Data shown

----

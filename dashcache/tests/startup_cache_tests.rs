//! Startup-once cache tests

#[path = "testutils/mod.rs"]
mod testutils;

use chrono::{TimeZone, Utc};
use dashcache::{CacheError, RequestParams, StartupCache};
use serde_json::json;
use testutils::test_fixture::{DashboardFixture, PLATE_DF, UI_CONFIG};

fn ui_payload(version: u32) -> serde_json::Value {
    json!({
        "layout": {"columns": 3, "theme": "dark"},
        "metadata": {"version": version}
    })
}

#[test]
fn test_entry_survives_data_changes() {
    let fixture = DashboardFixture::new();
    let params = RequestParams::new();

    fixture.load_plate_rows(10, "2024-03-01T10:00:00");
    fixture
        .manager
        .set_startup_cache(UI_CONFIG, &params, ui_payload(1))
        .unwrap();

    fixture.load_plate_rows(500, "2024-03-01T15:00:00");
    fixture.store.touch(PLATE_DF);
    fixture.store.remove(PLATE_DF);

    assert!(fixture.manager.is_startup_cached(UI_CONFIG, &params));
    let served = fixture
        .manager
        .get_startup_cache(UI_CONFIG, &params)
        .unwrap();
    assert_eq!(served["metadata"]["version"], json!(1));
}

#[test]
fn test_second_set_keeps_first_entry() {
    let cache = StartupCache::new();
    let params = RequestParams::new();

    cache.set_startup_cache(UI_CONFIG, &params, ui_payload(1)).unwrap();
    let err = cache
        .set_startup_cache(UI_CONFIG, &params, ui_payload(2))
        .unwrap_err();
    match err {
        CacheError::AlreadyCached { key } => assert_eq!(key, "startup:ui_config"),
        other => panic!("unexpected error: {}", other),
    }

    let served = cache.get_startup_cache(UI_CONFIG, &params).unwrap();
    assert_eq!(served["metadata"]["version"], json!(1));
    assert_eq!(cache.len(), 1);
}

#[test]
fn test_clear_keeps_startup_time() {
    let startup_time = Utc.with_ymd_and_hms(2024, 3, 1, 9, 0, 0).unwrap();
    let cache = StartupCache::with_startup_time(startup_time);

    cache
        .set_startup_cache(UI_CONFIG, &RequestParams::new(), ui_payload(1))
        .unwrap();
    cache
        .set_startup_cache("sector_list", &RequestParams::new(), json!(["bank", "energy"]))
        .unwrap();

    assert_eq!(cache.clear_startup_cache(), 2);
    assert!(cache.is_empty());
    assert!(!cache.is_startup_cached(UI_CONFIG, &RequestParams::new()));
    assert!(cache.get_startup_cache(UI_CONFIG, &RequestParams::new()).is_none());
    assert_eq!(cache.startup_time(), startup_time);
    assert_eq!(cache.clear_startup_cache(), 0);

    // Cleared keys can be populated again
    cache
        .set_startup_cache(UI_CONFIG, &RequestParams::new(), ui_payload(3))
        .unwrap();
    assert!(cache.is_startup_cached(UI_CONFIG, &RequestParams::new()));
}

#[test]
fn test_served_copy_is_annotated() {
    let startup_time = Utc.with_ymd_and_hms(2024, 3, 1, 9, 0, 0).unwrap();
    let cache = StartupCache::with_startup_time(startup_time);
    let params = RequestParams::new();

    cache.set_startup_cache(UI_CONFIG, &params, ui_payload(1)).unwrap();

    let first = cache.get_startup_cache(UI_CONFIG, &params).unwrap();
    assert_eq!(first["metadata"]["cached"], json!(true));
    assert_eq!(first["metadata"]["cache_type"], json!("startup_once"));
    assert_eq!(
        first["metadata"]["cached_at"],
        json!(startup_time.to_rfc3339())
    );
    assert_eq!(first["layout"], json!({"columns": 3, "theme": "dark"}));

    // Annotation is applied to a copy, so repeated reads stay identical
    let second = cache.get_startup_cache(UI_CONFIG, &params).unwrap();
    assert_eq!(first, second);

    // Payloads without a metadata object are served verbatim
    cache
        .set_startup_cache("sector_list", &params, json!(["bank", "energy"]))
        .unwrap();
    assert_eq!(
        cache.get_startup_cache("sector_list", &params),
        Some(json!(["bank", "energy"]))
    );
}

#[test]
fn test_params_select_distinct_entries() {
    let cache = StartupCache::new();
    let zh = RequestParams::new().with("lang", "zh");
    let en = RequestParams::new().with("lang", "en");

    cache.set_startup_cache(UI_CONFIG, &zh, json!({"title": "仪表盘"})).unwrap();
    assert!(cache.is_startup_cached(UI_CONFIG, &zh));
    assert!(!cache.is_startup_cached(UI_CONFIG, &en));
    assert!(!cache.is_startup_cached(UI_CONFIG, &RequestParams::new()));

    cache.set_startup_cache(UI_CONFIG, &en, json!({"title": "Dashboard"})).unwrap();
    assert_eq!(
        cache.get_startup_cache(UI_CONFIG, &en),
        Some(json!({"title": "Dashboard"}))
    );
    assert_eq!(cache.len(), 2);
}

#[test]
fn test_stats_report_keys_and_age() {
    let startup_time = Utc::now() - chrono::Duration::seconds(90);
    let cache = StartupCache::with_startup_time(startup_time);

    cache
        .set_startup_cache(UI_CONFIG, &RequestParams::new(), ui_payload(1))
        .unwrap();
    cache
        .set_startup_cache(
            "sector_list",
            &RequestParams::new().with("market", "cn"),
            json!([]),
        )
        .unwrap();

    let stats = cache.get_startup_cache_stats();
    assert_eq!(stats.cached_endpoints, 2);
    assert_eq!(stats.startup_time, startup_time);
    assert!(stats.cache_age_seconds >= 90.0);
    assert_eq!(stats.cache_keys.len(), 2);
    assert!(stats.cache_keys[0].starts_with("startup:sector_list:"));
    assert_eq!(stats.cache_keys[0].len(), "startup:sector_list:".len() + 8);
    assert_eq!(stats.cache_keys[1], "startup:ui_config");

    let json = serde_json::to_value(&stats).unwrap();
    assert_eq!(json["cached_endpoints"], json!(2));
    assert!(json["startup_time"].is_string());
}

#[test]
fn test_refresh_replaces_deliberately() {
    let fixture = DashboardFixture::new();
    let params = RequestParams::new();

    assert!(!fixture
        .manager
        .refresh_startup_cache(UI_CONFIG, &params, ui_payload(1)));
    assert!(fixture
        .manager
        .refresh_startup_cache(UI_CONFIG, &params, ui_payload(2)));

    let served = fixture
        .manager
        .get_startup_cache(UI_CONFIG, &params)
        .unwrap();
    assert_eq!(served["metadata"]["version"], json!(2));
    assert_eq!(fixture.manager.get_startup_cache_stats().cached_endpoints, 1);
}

----

Exercise brief
Taking the entries above, please repeat each one exactly.

Written response
filename dashcache/tests/startup_cache_tests.rs
//! Startup-once cache tests

#[path = "testutils/mod.rs"]
mod testutils;

use chrono::{TimeZone, Utc};
use dashcache::{CacheError, RequestParams, StartupCache};
use serde_json::json;
use testutils::test_fixture::{DashboardFixture, PLATE_DF, UI_CONFIG};

fn ui_payload(version: u32) -> serde_json::Value {
    json!({
        "layout": {"columns": 3, "theme": "dark"},
        "metadata": {"version": version}
    })
}

#[test]
fn test_entry_survives_data_changes() {
    let fixture = DashboardFixture::new();
    let params = RequestParams::new();

    fixture.load_plate_rows(10, "2024-03-01T10:00:00");
    fixture
        .manager
        .set_startup_cache(UI_CONFIG, &params, ui_payload(1))
        .unwrap();

    fixture.load_plate_rows(500, "2024-03-01T15:00:00");
    fixture.store.touch(PLATE_DF);
    fixture.store.remove(PLATE_DF);

    assert!(fixture.manager.is_startup_cached(UI_CONFIG, &params));
    let served = fixture
        .manager
        .get_startup_cache(UI_CONFIG, &params)
        .unwrap();
    assert_eq!(served["metadata"]["version"], json!(1));
}

#[test]
fn test_second_set_keeps_first_entry() {
    let cache = StartupCache::new();
    let params = RequestParams::new();

    cache.set_startup_cache(UI_CONFIG, &params, ui_payload(1)).unwrap();
    let err = cache
        .set_startup_cache(UI_CONFIG, &params, ui_payload(2))
        .unwrap_err();
    match err {
        CacheError::AlreadyCached { key } => assert_eq!(key, "startup:ui_config"),
        other => panic!("unexpected error: {}", other),
    }

    let served = cache.get_startup_cache(UI_CONFIG, &params).unwrap();
    assert_eq!(served["metadata"]["version"], json!(1));
    assert_eq!(cache.len(), 1);
}

#[test]
fn test_clear_keeps_startup_time() {
    let startup_time = Utc.with_ymd_and_hms(2024, 3, 1, 9, 0, 0).unwrap();
    let cache = StartupCache::with_startup_time(startup_time);

    cache
        .set_startup_cache(UI_CONFIG, &RequestParams::new(), ui_payload(1))
        .unwrap();
    cache
        .set_startup_cache("sector_list", &RequestParams::new(), json!(["bank", "energy"]))
        .unwrap();

    assert_eq!(cache.clear_startup_cache(), 2);
    assert!(cache.is_empty());
    assert!(!cache.is_startup_cached(UI_CONFIG, &RequestParams::new()));
    assert!(cache.get_startup_cache(UI_CONFIG, &RequestParams::new()).is_none());
    assert_eq!(cache.startup_time(), startup_time);
    assert_eq!(cache.clear_startup_cache(), 0);

    // Cleared keys can be populated again
    cache
        .set_startup_cache(UI_CONFIG, &RequestParams::new(), ui_payload(3))
        .unwrap();
    assert!(cache.is_startup_cached(UI_CONFIG, &RequestParams::new()));
}

#[test]
fn test_served_copy_is_annotated() {
    let startup_time = Utc.with_ymd_and_hms(2024, 3, 1, 9, 0, 0).unwrap();
    let cache = StartupCache::with_startup_time(startup_time);
    let params = RequestParams::new();

    cache.set_startup_cache(UI_CONFIG, &params, ui_payload(1)).unwrap();

    let first = cache.get_startup_cache(UI_CONFIG, &params).unwrap();
    assert_eq!(first["metadata"]["cached"], json!(true));
    assert_eq!(first["metadata"]["cache_type"], json!("startup_once"));
    assert_eq!(
        first["metadata"]["cached_at"],
        json!(startup_time.to_rfc3339())
    );
    assert_eq!(first["layout"], json!({"columns": 3, "theme": "dark"}));

    // Annotation is applied to a copy, so repeated reads stay identical
    let second = cache.get_startup_cache(UI_CONFIG, &params).unwrap();
    assert_eq!(first, second);

    // Payloads without a metadata object are served verbatim
    cache
        .set_startup_cache("sector_list", &params, json!(["bank", "energy"]))
        .unwrap();
    assert_eq!(
        cache.get_startup_cache("sector_list", &params),
        Some(json!(["bank", "energy"]))
    );
}

#[test]
fn test_params_select_distinct_entries() {
    let cache = StartupCache::new();
    let zh = RequestParams::new().with("lang", "zh");
    let en = RequestParams::new().with("lang", "en");

    cache.set_startup_cache(UI_CONFIG, &zh, json!({"title": "仪表盘"})).unwrap();
    assert!(cache.is_startup_cached(UI_CONFIG, &zh));
    assert!(!cache.is_startup_cached(UI_CONFIG, &en));
    assert!(!cache.is_startup_cached(UI_CONFIG, &RequestParams::new()));

    cache.set_startup_cache(UI_CONFIG, &en, json!({"title": "Dashboard"})).unwrap();
    assert_eq!(
        cache.get_startup_cache(UI_CONFIG, &en),
        Some(json!({"title": "Dashboard"}))
    );
    assert_eq!(cache.len(), 2);
}

#[test]
fn test_stats_report_keys_and_age() {
    let startup_time = Utc::now() - chrono::Duration::seconds(90);
    let cache = StartupCache::with_startup_time(startup_time);

    cache
        .set_startup_cache(UI_CONFIG, &RequestParams::new(), ui_payload(1))
        .unwrap();
    cache
        .set_startup_cache(
            "sector_list",
            &RequestParams::new().with("market", "cn"),
            json!([]),
        )
        .unwrap();

    let stats = cache.get_startup_cache_stats();
    assert_eq!(stats.cached_endpoints, 2);
    assert_eq!(stats.startup_time, startup_time);
    assert!(stats.cache_age_seconds >= 90.0);
    assert_eq!(stats.cache_keys.len(), 2);
    assert!(stats.cache_keys[0].starts_with("startup:sector_list:"));
    assert_eq!(stats.cache_keys[0].len(), "startup:sector_list:".len() + 8);
    assert_eq!(stats.cache_keys[1], "startup:ui_config");

    let json = serde_json::to_value(&stats).unwrap();
    assert_eq!(json["cached_endpoints"], json!(2));
    assert!(json["startup_time"].is_string());
}

#[test]
fn test_refresh_replaces_deliberately() {
    let fixture = DashboardFixture::new();
    let params = RequestParams::new();

    assert!(!fixture
        .manager
        .refresh_startup_cache(UI_CONFIG, &params, ui_payload(1)));
    assert!(fixture
        .manager
        .refresh_startup_cache(UI_CONFIG, &params, ui_payload(2)));

    let served = fixture
        .manager
        .get_startup_cache(UI_CONFIG, &params)
        .unwrap();
    assert_eq!(served["metadata"]["version"], json!(2));
    assert_eq!(fixture.manager.get_startup_cache_stats().cached_endpoints, 1);
}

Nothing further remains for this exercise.